Bad picture but see all those little dots on the wall well thats blood. There are many more. I just grabed a quick picture


----------



## Sophia (Aug 11, 2007)

That looks pretty bad  I wonder what had happened, they could have had a fright or anything while you where out. I hope, which ever bird it came from, that they are ok 
Thanks for sharing


----------



## xxxSpikexxx (Jul 30, 2007)

Yikes  That is not good  I would find out which bird it was and watch them carefully


----------



## Aly (Jul 30, 2007)

EEK! I'm glad they seem ok but that's alot of blood. You need to take them out one by one and give them a once over-check under their wings, bottom of feet, inside their beak and vent...Hope you find out what happened...


----------



## Bea (Jul 26, 2007)

Hmmm, i'm amazed that one of them could have been bleeding like that without it being obvious which one. I would have guessed it was someone's foot because of the perch...


----------



## birdieness (Jul 28, 2007)

Well its been a few hours. I've found nothing. No cuts on feet at all. I'm going to assume it was a blood feather and that who ever got it cleaned themself up real good. I'll check them all over again tomorrow morning


----------



## Aly (Jul 30, 2007)

Next time if you don't find anything visual feel their feet. Their temp drops significantly when they lose alot of blood like that.


----------



## birdieness (Jul 28, 2007)

None were puffed up really. It was a bit cold in there so i turned up the heat a lot. This morning they all seem fine. Sonic flirting with hugs, lilly doing her own thing like usual, peek flirting with the cage bars and slush decided to take a bath.


----------



## Laura (Jul 30, 2007)

glad there all ok, thats weird that there would be blood like that but no obvious signs of something wrong.


----------



## Mystry Mew (Jul 28, 2007)

Bea said:


> Hmmm, i'm amazed that one of them could have been bleeding like that without it being obvious which one.

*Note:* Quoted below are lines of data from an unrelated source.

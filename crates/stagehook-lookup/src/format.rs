//! Post-processing of handler results driven by `load`, `get`, and
//! `transform` arguments.
//!
//! Steps run in this order:
//! 1. `load=json|yaml` parses a string result.
//! 2. `get=<dotted.path>` selects a nested value from a mapping.
//! 3. `"none"`/`"null"` strings become `null` unless `transform=str`.
//! 4. `transform=bool|str` converts the final value.

use serde::Serialize;
use serde_json::Value;
use stagehook_core::types::find_path;

use crate::error::LookupError;
use crate::handler::LookupArgs;

/// Applies the formatting arguments to a handler result.
pub fn format_results(value: Value, args: &LookupArgs) -> Result<Value, LookupError> {
    let mut value = match args.get("load") {
        Some(parser) => load(value, parser)?,
        None => value,
    };

    if let Some(path) = args.get("get") {
        value = match &value {
            Value::Object(_) => find_path(&value, path).cloned().unwrap_or(Value::Null),
            other => {
                return Err(LookupError::format(format!(
                    "value must be a mapping to use \"get\"; got {}",
                    type_name(other)
                )));
            }
        };
    }

    let transform = args.get("transform");
    let null_string = matches!(
        &value,
        Value::String(s) if matches!(s.to_lowercase().as_str(), "none" | "null")
    );
    if null_string && transform != Some("str") {
        value = Value::Null;
    }

    match transform {
        Some("bool") => to_bool(value).map(Value::Bool),
        Some("str") => {
            let delimiter = args.get("delimiter").unwrap_or(",");
            let indent = match args.get("indent") {
                Some(raw) => raw.parse::<usize>().map_err(|_| {
                    LookupError::format(format!("indent must be an integer; got '{raw}'"))
                })?,
                None => 0,
            };
            to_string(value, delimiter, indent).map(Value::String)
        }
        Some(other) => Err(LookupError::format(format!(
            "unknown transform '{other}'; expected bool or str"
        ))),
        None => Ok(value),
    }
}

fn load(value: Value, parser: &str) -> Result<Value, LookupError> {
    let Value::String(raw) = value else {
        return Err(LookupError::format(format!(
            "value of type {} must be a string to use load={parser}",
            type_name(&value)
        )));
    };

    match parser {
        "json" => serde_json::from_str(&raw)
            .map_err(|e| LookupError::format(format!("invalid JSON: {e}"))),
        "yaml" => serde_yaml::from_str(&raw)
            .map_err(|e| LookupError::format(format!("invalid YAML: {e}"))),
        other => Err(LookupError::format(format!(
            "unknown parser '{other}'; expected json or yaml"
        ))),
    }
}

fn to_bool(value: Value) -> Result<bool, LookupError> {
    match value {
        Value::Bool(b) => Ok(b),
        Value::String(s) => match s.to_lowercase().as_str() {
            "y" | "yes" | "t" | "true" | "on" | "1" => Ok(true),
            "n" | "no" | "f" | "false" | "off" | "0" => Ok(false),
            _ => Err(LookupError::format(format!("invalid truth value '{s}'"))),
        },
        other => Err(LookupError::format(format!(
            "value must be a string or bool to use transform=bool; got {}",
            type_name(&other)
        ))),
    }
}

fn to_string(value: Value, delimiter: &str, indent: usize) -> Result<String, LookupError> {
    match value {
        Value::String(s) => Ok(s),
        Value::Bool(true) => Ok(r#""True""#.to_string()),
        Value::Bool(false) => Ok(r#""False""#.to_string()),
        Value::Null => Ok("None".to_string()),
        Value::Number(n) => Ok(n.to_string()),
        Value::Array(items) => Ok(items
            .into_iter()
            .map(|item| match item {
                Value::String(s) => s,
                other => other.to_string(),
            })
            .collect::<Vec<_>>()
            .join(delimiter)),
        map @ Value::Object(_) => {
            // Rendered JSON is encoded a second time so it can be embedded
            // as an escaped string.
            let rendered = render_json(&map, indent)?;
            serde_json::to_string(&rendered)
                .map_err(|e| LookupError::format(format!("unable to encode mapping: {e}")))
        }
    }
}

/// Renders one entry per line; `indent=0` keeps the line breaks without
/// leading spaces.
fn render_json(value: &Value, indent: usize) -> Result<String, LookupError> {
    let indent = " ".repeat(indent);
    let formatter = serde_json::ser::PrettyFormatter::with_indent(indent.as_bytes());
    let mut buf = Vec::new();
    let mut serializer = serde_json::Serializer::with_formatter(&mut buf, formatter);
    value
        .serialize(&mut serializer)
        .map_err(|e| LookupError::format(format!("unable to encode mapping: {e}")))?;
    String::from_utf8(buf).map_err(|e| LookupError::format(format!("invalid UTF-8: {e}")))
}

/// JSON type name used in error messages.
pub(crate) fn type_name(value: &Value) -> &'static str {
    match value {
        Value::Null => "null",
        Value::Bool(_) => "bool",
        Value::Number(_) => "number",
        Value::String(_) => "string",
        Value::Array(_) => "list",
        Value::Object(_) => "mapping",
    }
}

#[cfg(test)]
mod tests {
    use super::*;
    use serde_json::json;

    fn args(raw: &str) -> LookupArgs {
        LookupArgs::parse(raw).expect("args")
    }

    #[test]
    fn test_no_args_passthrough() {
        let value = json!({"a": 1});
        assert_eq!(
            format_results(value.clone(), &LookupArgs::default()).expect("format"),
            value
        );
    }

    #[test]
    fn test_load_json_then_get() {
        let value = json!(r#"{"outer": {"inner": "x"}}"#);
        let result = format_results(value, &args("load=json, get=outer.inner")).expect("format");
        assert_eq!(result, json!("x"));
    }

    #[test]
    fn test_load_yaml() {
        let value = json!("name: site\nport: 80\n");
        let result = format_results(value, &args("load=yaml, get=port")).expect("format");
        assert_eq!(result, json!(80));
    }

    #[test]
    fn test_get_on_non_mapping_fails() {
        assert!(format_results(json!("plain"), &args("get=a")).is_err());
    }

    #[test]
    fn test_null_strings() {
        assert_eq!(
            format_results(json!("None"), &LookupArgs::default()).expect("format"),
            Value::Null
        );
        assert_eq!(
            format_results(json!("null"), &args("transform=str")).expect("format"),
            json!("null")
        );
    }

    #[test]
    fn test_transform_bool() {
        assert_eq!(
            format_results(json!("Yes"), &args("transform=bool")).expect("format"),
            json!(true)
        );
        assert_eq!(
            format_results(json!("off"), &args("transform=bool")).expect("format"),
            json!(false)
        );
        assert!(format_results(json!("maybe"), &args("transform=bool")).is_err());
        assert!(format_results(json!(3), &args("transform=bool")).is_err());
    }

    #[test]
    fn test_transform_str_list_with_delimiter() {
        let value = json!(["sg-1", "sg-2", 3]);
        let result = format_results(value, &args("transform=str, delimiter=;")).expect("format");
        assert_eq!(result, json!("sg-1;sg-2;3"));
    }

    #[test]
    fn test_transform_str_mapping_is_double_encoded() {
        let result = format_results(json!({"a": 1}), &args("transform=str")).expect("format");
        assert_eq!(result, json!(r#""{\n\"a\": 1\n}""#));
    }

    #[test]
    fn test_transform_str_mapping_with_indent() {
        let result =
            format_results(json!({"a": 1}), &args("transform=str, indent=2")).expect("format");
        assert_eq!(result, json!(r#""{\n  \"a\": 1\n}""#));
    }

    #[test]
    fn test_transform_str_bool_is_quoted() {
        let result = format_results(json!(true), &args("transform=str")).expect("format");
        assert_eq!(result, json!(r#""True""#));
        let result = format_results(json!(false), &args("transform=str")).expect("format");
        assert_eq!(result, json!(r#""False""#));
    }
}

Maybe it wasn't just one of them. It could've been a combination of blood from two or all three. If that's the case, then whatever happened, one bird wouldn't have taken all the damage.


----------



## Sophia (Aug 11, 2007)

It is all a big mystry  Hmmmm!


----------



## birdieness (Jul 28, 2007)

Well at lease everybirdy seems fine. Changed around their cages this morning since we got a snow day. Added a boing and thier odd ball. Bunch of munch balls to chew aswell


----------



## Sophia (Aug 11, 2007)

Glad everybirdy is fine


----------



## xxxSpikexxx (Jul 30, 2007)

Glad they are doing good


----------



## kyliesmom07 (Dec 11, 2007)

I am glad to hear all your babies are doing great!


----------



## Roselvr (Jan 21, 2008)

birdieness said:


> Well, what a morning. I was out all night so I got home and started doing my usual things for the birds like change water, food, ect and I noticed red stuff on the wall behind the cage. I look more into it and there was lots of it all over the wall splattered there. By then I was worrying and looked in the cage only to find more blood. Not my morning for sure. There is at lease 5 nice sized blobs of blood on the paper of the cage and 1 huge one. I'm not sure what bird it came from. I have three birds in mind that it could have happened from but they seem fine. Playing eating and singing their hearts out. There is blood on a perch as well.


Did you ever figure this out?

From what I'm seeing in your pictures, it was probably one of your tiels. My bird did this every now and then, at 1st it was a few drops, then the last time it was pretty bad. I took him out of his cage as I saw it coming out of his butt. Now, I don't know what a "healthy butt" looks like, but mine looked like he had hemeroids.

I cleaned him up really good, he was fine after that. Had to be about 2 years ago.


----------



## birdieness (Jul 28, 2007)

I don't know who it was. It was on the budgies side of cage that it happened so all i know it it was a budgie. Havn't saw any more blood since so we are good.


----------



## DeBree420 (Nov 14, 2007)

Roselvr said:


> Did you ever figure this out?
> 
> From what I'm seeing in your pictures, it was probably one of your tiels. My bird did this every now and then, at 1st it was a few drops, then the last time it was pretty bad. I took him out of his cage as I saw it coming out of his butt. Now, I don't know what a "healthy butt" looks like, but mine looked like he had hemeroids.
> 
> I cleaned him up really good, he was fine after that. Had to be about 2 years ago.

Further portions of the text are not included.